Search code examples

Generating Matched Pairs for Statistical Analysis

In my study, a person is represented as a pair of real numbers (x, y). x is on [30, 80] and y is [60, 120]. There are two types of people, A and B. I have ~300 of each type. How can I generate the largest (or even a large) set of pairs of one person from A with one from B: ((xA, yA), (xB, yB)) such that each pair of points is close? Two points are close if abs(x1-x2) < dX and abs(y1 - y2) < dY. Similar constraints are acceptable. (That is, this constraint is roughly a Manhattan metric, but euclidean/etc is ok too.) Not all points need be used, but no point can be reused.

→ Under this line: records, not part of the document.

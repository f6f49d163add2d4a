//! Unit tests for the lifecycle orchestrator.

use std::time::Duration;

use rstest::{fixture, rstest};

use super::{LifecycleError, LifecycleOutcome, LifecycleRequest, Orchestrator, PollPolicy};
use crate::resource::{ResourceFlags, ResourceId, TransitionKind};
use crate::session::Session;
use crate::test_support::{FIRST_CREATED_ID, ScriptedBackend, ScriptedError, resource};

mod transitions;

const FAST_READY: PollPolicy = PollPolicy::new(Duration::from_secs(5), 4);

#[fixture]
fn session() -> Session<ScriptedBackend> {
    Session::new(ScriptedBackend::new())
}

fn orchestrator(session: &Session<ScriptedBackend>) -> Orchestrator<'_, ScriptedBackend> {
    Orchestrator::new(session).with_ready_policy(FAST_READY)
}

#[rstest]
#[tokio::test(start_paused = true)]
async fn execute_routes_create_to_ready_wait(session: Session<ScriptedBackend>) {
    session
        .backend()
        .push_statuses(FIRST_CREATED_ID, &["new", "active"]);

    let outcome = orchestrator(&session)
        .execute(&LifecycleRequest::Create(String::from("web-1")))
        .await
        .expect("create should succeed");

    let LifecycleOutcome::Ready(ready) = outcome else {
        panic!("expected ready outcome, got {outcome:?}");
    };
    assert_eq!(ready.resource.id, ResourceId(FIRST_CREATED_ID));
    assert_eq!(ready.polls, 2);
}

#[rstest]
#[tokio::test(start_paused = true)]
async fn execute_routes_destroy_to_batch(session: Session<ScriptedBackend>) {
    session.backend().push_statuses(7, &["active", "off"]);

    let outcome = orchestrator(&session)
        .execute(&LifecycleRequest::Destroy(vec![ResourceId(7)]))
        .await
        .expect("destroy should succeed");

    let LifecycleOutcome::Destroyed(report) = outcome else {
        panic!("expected destroy report, got {outcome:?}");
    };
    assert!(report.is_complete());
}

#[rstest]
#[case(LifecycleRequest::Rebuild { id: ResourceId(1), image_id: 9 })]
#[case(LifecycleRequest::Shutdown(ResourceId(1)))]
#[case(LifecycleRequest::Start { id: ResourceId(1), plan_id: 20 })]
#[case(LifecycleRequest::Freeze(ResourceId(1)))]
#[case(LifecycleRequest::Thaw { id: ResourceId(1), plan_id: 20 })]
#[case(LifecycleRequest::Clone { id: ResourceId(1), options: String::from("copy") })]
#[tokio::test(start_paused = true)]
async fn unsupported_transitions_make_no_remote_calls(
    session: Session<ScriptedBackend>,
    #[case] request: LifecycleRequest<String, String>,
) {
    let kind = request.kind();
    session.backend().disable(kind);
    session.backend().push_status(1, "active");

    let err = orchestrator(&session)
        .execute(&request)
        .await
        .expect_err("disabled transition should fail");

    assert!(
        matches!(err, LifecycleError::Unsupported { operation, .. } if operation == kind),
        "unexpected error: {err}"
    );
    assert_eq!(session.backend().calls(kind), 0);
    assert_eq!(session.backend().fetches(1), 0);
}

#[test]
fn remote_error_names_operation_and_id() {
    let err: LifecycleError<ScriptedError> = LifecycleError::remote(
        "destroy",
        ResourceId(42),
        ScriptedError::Remote(String::from("boom")),
    );
    assert_eq!(
        err.to_string(),
        "destroy failed for resource 42: scripted failure: boom"
    );
}

#[test]
fn request_kind_matches_variant() {
    let request: LifecycleRequest<String, String> = LifecycleRequest::Thaw {
        id: ResourceId(3),
        plan_id: 20,
    };
    assert_eq!(request.kind(), TransitionKind::Thaw);
}

fn running(id: u64) -> crate::resource::Resource {
    let mut snapshot = resource(id, "READY");
    snapshot.flags = ResourceFlags {
        running: true,
        ..ResourceFlags::default()
    };
    snapshot
}
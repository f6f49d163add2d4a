//! Sequential batch destroy with per-id failure isolation.

use std::time::Duration;

use tokio::time::Instant;
use tracing::{debug, error, info};

use crate::backend::Backend;
use crate::resource::{ResourceId, ResourceStatus, WaitGoal};

use super::{LifecycleError, Orchestrator};

/// How a single id in a destroy batch ended.
#[derive(Clone, Debug, Eq, PartialEq)]
pub enum DestroyStatus {
    /// The resource reached an archived state or disappeared.
    Archived {
        /// Time from the destroy call to the terminal observation.
        elapsed: Duration,
    },
    /// The archive-wait budget ran out.
    TimedOut {
        /// Last status observed, if any poll succeeded.
        last_status: Option<ResourceStatus>,
    },
    /// The resource could not be looked up; no destroy call was made.
    LookupFailed {
        /// Provider error message.
        message: String,
    },
}

/// Outcome for one id of a destroy batch.
#[derive(Clone, Debug, Eq, PartialEq)]
pub struct DestroyOutcome {
    /// Resource identifier.
    pub id: ResourceId,
    /// Number of archive-wait polls performed.
    pub polls: u32,
    /// Terminal state of this id.
    pub status: DestroyStatus,
}

impl DestroyOutcome {
    /// True when the resource was confirmed archived or gone.
    #[must_use]
    pub const fn archived(&self) -> bool {
        matches!(self.status, DestroyStatus::Archived { .. })
    }
}

/// Per-id outcomes of a destroy batch, in request order.
#[derive(Clone, Debug, Default, Eq, PartialEq)]
pub struct DestroyReport {
    /// One entry per requested id.
    pub outcomes: Vec<DestroyOutcome>,
}

impl DestroyReport {
    /// Ids that were not confirmed archived.
    #[must_use]
    pub fn failed_ids(&self) -> Vec<ResourceId> {
        self.outcomes
            .iter()
            .filter(|outcome| !outcome.archived())
            .map(|outcome| outcome.id)
            .collect()
    }

    /// True when every id was confirmed archived.
    #[must_use]
    pub fn is_complete(&self) -> bool {
        self.outcomes.iter().all(DestroyOutcome::archived)
    }
}

impl<B: Backend> Orchestrator<'_, B> {
    /// Destroys each id in turn, waiting for the archive state before moving
    /// on.
    ///
    /// Lookup failures and archive-wait timeouts are recorded per id and the
    /// batch continues.
    ///
    /// # Errors
    ///
    /// Returns [`LifecycleError::Unsupported`] when the provider cannot
    /// destroy resources, and [`LifecycleError::Remote`] as soon as a destroy
    /// call fails; ids after the failing one are not processed.
    pub async fn destroy(
        &self,
        ids: &[ResourceId],
    ) -> Result<DestroyReport, LifecycleError<B::Error>> {
        self.ensure_supported(crate::resource::TransitionKind::Destroy)?;
        let backend = self.session.backend();
        let mut report = DestroyReport::default();

        for &id in ids {
            let resource = match backend.get_resource(id).await {
                Ok(resource) => resource,
                Err(err) => {
                    error!(resource_id = %id, error = %err, "unable to look up resource");
                    report.outcomes.push(DestroyOutcome {
                        id,
                        polls: 0,
                        status: DestroyStatus::LookupFailed {
                            message: err.to_string(),
                        },
                    });
                    continue;
                }
            };

            info!(resource_id = %id, name = %resource.name, "destroying resource");
            backend
                .destroy_resource(id)
                .await
                .map_err(|err| LifecycleError::remote("destroy", id, err))?;

            let started = Instant::now();
            let wait = self.wait_until_archived(id).await;
            let status = if wait.archived {
                let elapsed = started.elapsed();
                debug!(resource_id = %id, elapsed_secs = elapsed.as_secs_f64(), "archived");
                info!(resource_id = %id, "resource destroyed");
                DestroyStatus::Archived { elapsed }
            } else {
                let timeout: LifecycleError<B::Error> = LifecycleError::Timeout {
                    id,
                    goal: WaitGoal::Archived,
                    attempts: wait.polls,
                };
                error!(resource_id = %id, error = %timeout, "error archiving resource");
                DestroyStatus::TimedOut {
                    last_status: wait.last_status,
                }
            };
            report.outcomes.push(DestroyOutcome {
                id,
                polls: wait.polls,
                status,
            });
        }

        Ok(report)
    }
}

  • You're looking for the Hungarian Algorithm.

    Suggested formulation: A are rows, B are columns, each cell contains a distance metric between Ai and Bi, e.g. abs(X(Ai)-X(Bi)) + abs(Y(Ai)-Y(Bi)). (You can normalize the X and Y values to [0,1] if you want distances to be proportional to the range of each variable)

    Then use the Hungarian Algorithm to minimize matching weight.

    You can filter out matches with distances over your threshold. If you're worried that this filtering might cause the approach to be sub-optimal, you could set distances over your threshold to a very high number.

    There are many implementations of this algorithm. A short search found one in any conceivable language, including VBA for Excel and some online solvers (not sure about matching 300x300 matrix with them, though)